Hoffmeister’s comments come a week after Trump, a Republican businessman, trounced Harris in an election that will soon return him to the Oval Office.

On the campaign trail, he threatened to impose tariffs of 60 per cent on imports from China and roughly 10 per cent to 20 per cent on goods from all other countries.

If the president-elect makes good on the promise, many worry the cost of operating will soar for companies, including customers of Shopify, which sells e-commerce software to small businesses but also brands as big as Kylie Cosmetics and Victoria’s Secret.

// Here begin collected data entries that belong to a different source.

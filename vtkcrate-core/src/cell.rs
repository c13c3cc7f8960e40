//! Cell types and connectivity
//!
//! Cell type ids follow the legacy file format numbering. Besides the type
//! table this module knows how to break any supported cell into surface
//! triangles and line segments, which is all the renderers need.

use serde::{Deserialize, Serialize};
use std::collections::HashSet;

/// Cell types of the legacy mesh format
#[derive(Debug, Clone, Copy, PartialEq, Eq, Hash, Serialize, Deserialize)]
pub enum CellType {
    Empty,
    Vertex,
    PolyVertex,
    Line,
    PolyLine,
    Triangle,
    TriangleStrip,
    Polygon,
    Pixel,
    Quad,
    Tetra,
    Voxel,
    Hexahedron,
    Wedge,
    Pyramid,
    PentagonalPrism,
    HexagonalPrism,
    QuadraticEdge,
    QuadraticTriangle,
    QuadraticQuad,
    QuadraticTetra,
    QuadraticHexahedron,
    QuadraticWedge,
    QuadraticPyramid,
    BiquadraticQuad,
    TriquadraticHexahedron,
    ConvexPointSet,
    /// A type id this crate does not know; kept so it survives a rewrite
    Other(u32),
}

impl CellType {
    /// Map a file type id to a cell type
    pub fn from_id(id: u32) -> Self {
        match id {
            0 => CellType::Empty,
            1 => CellType::Vertex,
            2 => CellType::PolyVertex,
            3 => CellType::Line,
            4 => CellType::PolyLine,
            5 => CellType::Triangle,
            6 => CellType::TriangleStrip,
            7 => CellType::Polygon,
            8 => CellType::Pixel,
            9 => CellType::Quad,
            10 => CellType::Tetra,
            11 => CellType::Voxel,
            12 => CellType::Hexahedron,
            13 => CellType::Wedge,
            14 => CellType::Pyramid,
            15 => CellType::PentagonalPrism,
            16 => CellType::HexagonalPrism,
            21 => CellType::QuadraticEdge,
            22 => CellType::QuadraticTriangle,
            23 => CellType::QuadraticQuad,
            24 => CellType::QuadraticTetra,
            25 => CellType::QuadraticHexahedron,
            26 => CellType::QuadraticWedge,
            27 => CellType::QuadraticPyramid,
            28 => CellType::BiquadraticQuad,
            29 => CellType::TriquadraticHexahedron,
            41 => CellType::ConvexPointSet,
            other => CellType::Other(other),
        }
    }

    /// The file type id of this cell type
    pub fn id(&self) -> u32 {
        match self {
            CellType::Empty => 0,
            CellType::Vertex => 1,
            CellType::PolyVertex => 2,
            CellType::Line => 3,
            CellType::PolyLine => 4,
            CellType::Triangle => 5,
            CellType::TriangleStrip => 6,
            CellType::Polygon => 7,
            CellType::Pixel => 8,
            CellType::Quad => 9,
            CellType::Tetra => 10,
            CellType::Voxel => 11,
            CellType::Hexahedron => 12,
            CellType::Wedge => 13,
            CellType::Pyramid => 14,
            CellType::PentagonalPrism => 15,
            CellType::HexagonalPrism => 16,
            CellType::QuadraticEdge => 21,
            CellType::QuadraticTriangle => 22,
            CellType::QuadraticQuad => 23,
            CellType::QuadraticTetra => 24,
            CellType::QuadraticHexahedron => 25,
            CellType::QuadraticWedge => 26,
            CellType::QuadraticPyramid => 27,
            CellType::BiquadraticQuad => 28,
            CellType::TriquadraticHexahedron => 29,
            CellType::ConvexPointSet => 41,
            CellType::Other(id) => *id,
        }
    }

    /// Topological dimension, `None` for unknown types
    pub fn dimension(&self) -> Option<u8> {
        match self {
            CellType::Empty | CellType::Vertex | CellType::PolyVertex => Some(0),
            CellType::Line | CellType::PolyLine | CellType::QuadraticEdge => Some(1),
            CellType::Triangle
            | CellType::TriangleStrip
            | CellType::Polygon
            | CellType::Pixel
            | CellType::Quad
            | CellType::QuadraticTriangle
            | CellType::QuadraticQuad
            | CellType::BiquadraticQuad => Some(2),
            CellType::Tetra
            | CellType::Voxel
            | CellType::Hexahedron
            | CellType::Wedge
            | CellType::Pyramid
            | CellType::PentagonalPrism
            | CellType::HexagonalPrism
            | CellType::QuadraticTetra
            | CellType::QuadraticHexahedron
            | CellType::QuadraticWedge
            | CellType::QuadraticPyramid
            | CellType::TriquadraticHexahedron
            | CellType::ConvexPointSet => Some(3),
            CellType::Other(_) => None,
        }
    }

    /// Human readable name
    pub fn name(&self) -> String {
        match self {
            CellType::Other(id) => format!("unknown cell type {}", id),
            known => format!("{:?}", known),
        }
    }
}

/// A cell: its type and the indices of the points it references
#[derive(Debug, Clone, PartialEq, Eq, Serialize, Deserialize)]
pub struct Cell {
    pub cell_type: CellType,
    pub point_ids: Vec<usize>,
}

// Local face tables for the 3D cells, indices into the cell's point list.
const TETRA_FACES: &[&[usize]] = &[&[0, 1, 3], &[1, 2, 3], &[2, 0, 3], &[0, 2, 1]];
const VOXEL_FACES: &[&[usize]] = &[
    &[0, 2, 6, 4],
    &[1, 5, 7, 3],
    &[0, 4, 5, 1],
    &[2, 3, 7, 6],
    &[0, 1, 3, 2],
    &[4, 6, 7, 5],
];
const HEXAHEDRON_FACES: &[&[usize]] = &[
    &[0, 4, 7, 3],
    &[1, 2, 6, 5],
    &[0, 1, 5, 4],
    &[3, 7, 6, 2],
    &[0, 3, 2, 1],
    &[4, 5, 6, 7],
];
const WEDGE_FACES: &[&[usize]] = &[
    &[0, 1, 2],
    &[3, 5, 4],
    &[0, 3, 4, 1],
    &[1, 4, 5, 2],
    &[2, 5, 3, 0],
];
const PYRAMID_FACES: &[&[usize]] = &[
    &[0, 3, 2, 1],
    &[0, 1, 4],
    &[1, 2, 4],
    &[2, 3, 4],
    &[3, 0, 4],
];

impl Cell {
    /// Create a cell
    pub fn new(cell_type: CellType, point_ids: Vec<usize>) -> Self {
        Self { cell_type, point_ids }
    }

    /// Number of points the cell references
    pub fn len(&self) -> usize {
        self.point_ids.len()
    }

    /// Check if the cell references no points
    pub fn is_empty(&self) -> bool {
        self.point_ids.is_empty()
    }

    /// Check if this is a plain three-point triangle
    pub fn is_triangle(&self) -> bool {
        self.cell_type == CellType::Triangle && self.point_ids.len() == 3
    }

    /// Triangulate the boundary surface of the cell.
    ///
    /// Returned indices are mesh point ids. Cells of dimension 0 or 1 and
    /// cells with too few points yield nothing. Quadratic cells are drawn
    /// through their corner nodes.
    pub fn surface_triangles(&self) -> Vec<[usize; 3]> {
        let ids = &self.point_ids;
        let mut out = Vec::new();
        match self.cell_type {
            CellType::Triangle | CellType::QuadraticTriangle => {
                self.push_faces(&[&[0, 1, 2]], &mut out);
            }
            CellType::TriangleStrip => {
                for i in 0..ids.len().saturating_sub(2) {
                    if i % 2 == 0 {
                        out.push([ids[i], ids[i + 1], ids[i + 2]]);
                    } else {
                        out.push([ids[i + 1], ids[i], ids[i + 2]]);
                    }
                }
            }
            CellType::Polygon => fan(ids, &mut out),
            CellType::Pixel => self.push_faces(&[&[0, 1, 3, 2]], &mut out),
            CellType::Quad | CellType::QuadraticQuad | CellType::BiquadraticQuad => {
                self.push_faces(&[&[0, 1, 2, 3]], &mut out);
            }
            CellType::Tetra | CellType::QuadraticTetra => self.push_faces(TETRA_FACES, &mut out),
            CellType::Voxel => self.push_faces(VOXEL_FACES, &mut out),
            CellType::Hexahedron
            | CellType::QuadraticHexahedron
            | CellType::TriquadraticHexahedron => self.push_faces(HEXAHEDRON_FACES, &mut out),
            CellType::Wedge | CellType::QuadraticWedge => self.push_faces(WEDGE_FACES, &mut out),
            CellType::Pyramid | CellType::QuadraticPyramid => {
                self.push_faces(PYRAMID_FACES, &mut out)
            }
            CellType::PentagonalPrism => self.push_prism(5, &mut out),
            CellType::HexagonalPrism => self.push_prism(6, &mut out),
            _ => {}
        }
        out
    }

    /// Line segments of the cell for line-like cells
    pub fn line_segments(&self) -> Vec<[usize; 2]> {
        let ids = &self.point_ids;
        match self.cell_type {
            CellType::Line | CellType::PolyLine => {
                ids.windows(2).map(|w| [w[0], w[1]]).collect()
            }
            CellType::QuadraticEdge if ids.len() >= 2 => vec![[ids[0], ids[1]]],
            _ => Vec::new(),
        }
    }

    /// Boundary edges of the cell's surface polygons, without duplicates
    /// inside the cell
    pub fn outline_edges(&self) -> Vec<[usize; 2]> {
        let mut edges: Vec<[usize; 2]> = Vec::new();
        let mut seen: HashSet<[usize; 2]> = HashSet::new();
        let mut push = |a: usize, b: usize| {
            let key = if a < b { [a, b] } else { [b, a] };
            if seen.insert(key) {
                edges.push(key);
            }
        };
        match self.cell_type {
            CellType::Polygon => ring_edges(&self.point_ids, &mut push),
            CellType::TriangleStrip => {
                for tri in self.surface_triangles() {
                    ring_edges(&tri, &mut push);
                }
            }
            _ => {
                for face in self.faces() {
                    ring_edges(&face, &mut push);
                }
            }
        }
        edges
    }

    /// Polygonal faces of the cell as mesh point ids
    fn faces(&self) -> Vec<Vec<usize>> {
        let table: &[&[usize]] = match self.cell_type {
            CellType::Triangle | CellType::QuadraticTriangle => &[&[0, 1, 2]],
            CellType::Pixel => &[&[0, 1, 3, 2]],
            CellType::Quad | CellType::QuadraticQuad | CellType::BiquadraticQuad => &[&[0, 1, 2, 3]],
            CellType::Tetra | CellType::QuadraticTetra => TETRA_FACES,
            CellType::Voxel => VOXEL_FACES,
            CellType::Hexahedron
            | CellType::QuadraticHexahedron
            | CellType::TriquadraticHexahedron => HEXAHEDRON_FACES,
            CellType::Wedge | CellType::QuadraticWedge => WEDGE_FACES,
            CellType::Pyramid | CellType::QuadraticPyramid => PYRAMID_FACES,
            CellType::PentagonalPrism => return self.prism_faces(5),
            CellType::HexagonalPrism => return self.prism_faces(6),
            _ => return Vec::new(),
        };
        self.map_faces(table)
    }

    fn map_faces(&self, table: &[&[usize]]) -> Vec<Vec<usize>> {
        let needed = table
            .iter()
            .flat_map(|f| f.iter())
            .max()
            .map_or(0, |m| m + 1);
        if self.point_ids.len() < needed {
            return Vec::new();
        }
        table
            .iter()
            .map(|face| face.iter().map(|&i| self.point_ids[i]).collect())
            .collect()
    }

    fn prism_faces(&self, sides: usize) -> Vec<Vec<usize>> {
        if self.point_ids.len() < 2 * sides {
            return Vec::new();
        }
        let ids = &self.point_ids;
        let mut faces = Vec::with_capacity(sides + 2);
        faces.push((0..sides).rev().map(|i| ids[i]).collect());
        faces.push((sides..2 * sides).map(|i| ids[i]).collect());
        for i in 0..sides {
            let j = (i + 1) % sides;
            faces.push(vec![ids[i], ids[j], ids[j + sides], ids[i + sides]]);
        }
        faces
    }

    fn push_faces(&self, table: &[&[usize]], out: &mut Vec<[usize; 3]>) {
        for face in self.map_faces(table) {
            fan(&face, out);
        }
    }

    fn push_prism(&self, sides: usize, out: &mut Vec<[usize; 3]>) {
        for face in self.prism_faces(sides) {
            fan(&face, out);
        }
    }
}

/// Fan-triangulate a convex polygon
fn fan(polygon: &[usize], out: &mut Vec<[usize; 3]>) {
    if polygon.len() < 3 {
        return;
    }
    for i in 1..polygon.len() - 1 {
        out.push([polygon[0], polygon[i], polygon[i + 1]]);
    }
}

fn ring_edges<F: FnMut(usize, usize)>(ring: &[usize], push: &mut F) {
    if ring.len() < 2 {
        return;
    }
    for i in 0..ring.len() {
        push(ring[i], ring[(i + 1) % ring.len()]);
    }
}

#[cfg(test)]
mod tests {
    use super::*;

    #[test]
    fn test_type_ids_round_trip() {
        for id in (0..=16).chain(21..=29).chain([41, 77]) {
            assert_eq!(CellType::from_id(id).id(), id);
        }
        assert_eq!(CellType::from_id(5), CellType::Triangle);
        assert_eq!(CellType::from_id(77), CellType::Other(77));
        assert_eq!(CellType::Other(77).dimension(), None);
        assert_eq!(CellType::Hexahedron.dimension(), Some(3));
    }

    #[test]
    fn test_triangle_and_quad() {
        let tri = Cell::new(CellType::Triangle, vec![4, 5, 6]);
        assert!(tri.is_triangle());
        assert_eq!(tri.surface_triangles(), vec![[4, 5, 6]]);

        let quad = Cell::new(CellType::Quad, vec![0, 1, 2, 3]);
        assert!(!quad.is_triangle());
        assert_eq!(quad.surface_triangles(), vec![[0, 1, 2], [0, 2, 3]]);
    }

    #[test]
    fn test_pixel_uses_swapped_corners() {
        let pixel = Cell::new(CellType::Pixel, vec![10, 11, 12, 13]);
        assert_eq!(pixel.surface_triangles(), vec![[10, 11, 13], [10, 13, 12]]);
    }

    #[test]
    fn test_triangle_strip_keeps_orientation() {
        let strip = Cell::new(CellType::TriangleStrip, vec![0, 1, 2, 3, 4]);
        assert_eq!(
            strip.surface_triangles(),
            vec![[0, 1, 2], [2, 1, 3], [2, 3, 4]]
        );
    }

    #[test]
    fn test_volume_cells_produce_closed_surfaces() {
        let tet = Cell::new(CellType::Tetra, vec![0, 1, 2, 3]);
        assert_eq!(tet.surface_triangles().len(), 4);

        let hex = Cell::new(CellType::Hexahedron, (0..8).collect());
        assert_eq!(hex.surface_triangles().len(), 12);
        assert_eq!(hex.outline_edges().len(), 12);

        let wedge = Cell::new(CellType::Wedge, (0..6).collect());
        assert_eq!(wedge.surface_triangles().len(), 8);

        let pyramid = Cell::new(CellType::Pyramid, (0..5).collect());
        assert_eq!(pyramid.surface_triangles().len(), 6);

        let prism = Cell::new(CellType::HexagonalPrism, (0..12).collect());
        assert_eq!(prism.surface_triangles().len(), 4 + 4 + 12);
    }

    #[test]
    fn test_short_cells_are_skipped() {
        let broken = Cell::new(CellType::Hexahedron, vec![0, 1, 2]);
        assert!(broken.surface_triangles().is_empty());

        let vertex = Cell::new(CellType::Vertex, vec![0]);
        assert!(vertex.surface_triangles().is_empty());
        assert!(vertex.line_segments().is_empty());
    }

    #[test]
    fn test_large_polygon_outline() {
        let n = 20_000;
        let polygon = Cell::new(CellType::Polygon, (0..n).collect());
        let edges = polygon.outline_edges();
        assert_eq!(edges.len(), n);
        assert_eq!(edges[0], [0, 1]);
        assert_eq!(edges[n - 1], [0, n - 1]);

        let strip = Cell::new(CellType::TriangleStrip, (0..n).collect());
        assert_eq!(strip.outline_edges().len(), 2 * n - 3);
    }

    #[test]
    fn test_poly_line_segments() {
        let line = Cell::new(CellType::PolyLine, vec![3, 4, 5]);
        assert_eq!(line.line_segments(), vec![[3, 4], [4, 5]]);
    }
}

These merchants may feel they have no choice but to pass on the increases to customers, perhaps sparking more inflation.

If Trump’s tariffs do come to fruition, Shopify’s president Harley Finkelstein pointed out China is “not a huge area” for Shopify.

However, “we can’t anticipate what every presidential administration is going to do,” he cautioned.

He likened the uncertainty facing the business community to the COVID-19 pandemic where Shopify had to help companies migrate online.

“Our job is no matter what comes the way of our merchants, we provide them with tools and service and support for them to navigate it really well,” he said.

Finkelstein was questioned about the forthcoming U.S. leadership change on a call meant to delve into Shopify’s latest earnings, which sent shares soaring 27 per cent to $158.63 shortly after Tuesday’s market open.

The Ottawa-based company, which keeps its books in U.S. dollars, reported US$828 million in net income for its third quarter, up from US$718 million in the same quarter last year, as its revenue rose 26 per cent.

Revenue for the period ended Sept. 30 totalled US$2.16 billion, up from US$1.71 billion a year earlier.

Subscription solutions revenue reached US$610 million, up from US$486 million in the same quarter last year.

Merchant solutions revenue amounted to US$1.55 billion, up from US$1.23 billion.

Shopify’s net income excluding the impact of equity investments totalled US$344 million for the quarter, up from US$173 million in the same quarter last year.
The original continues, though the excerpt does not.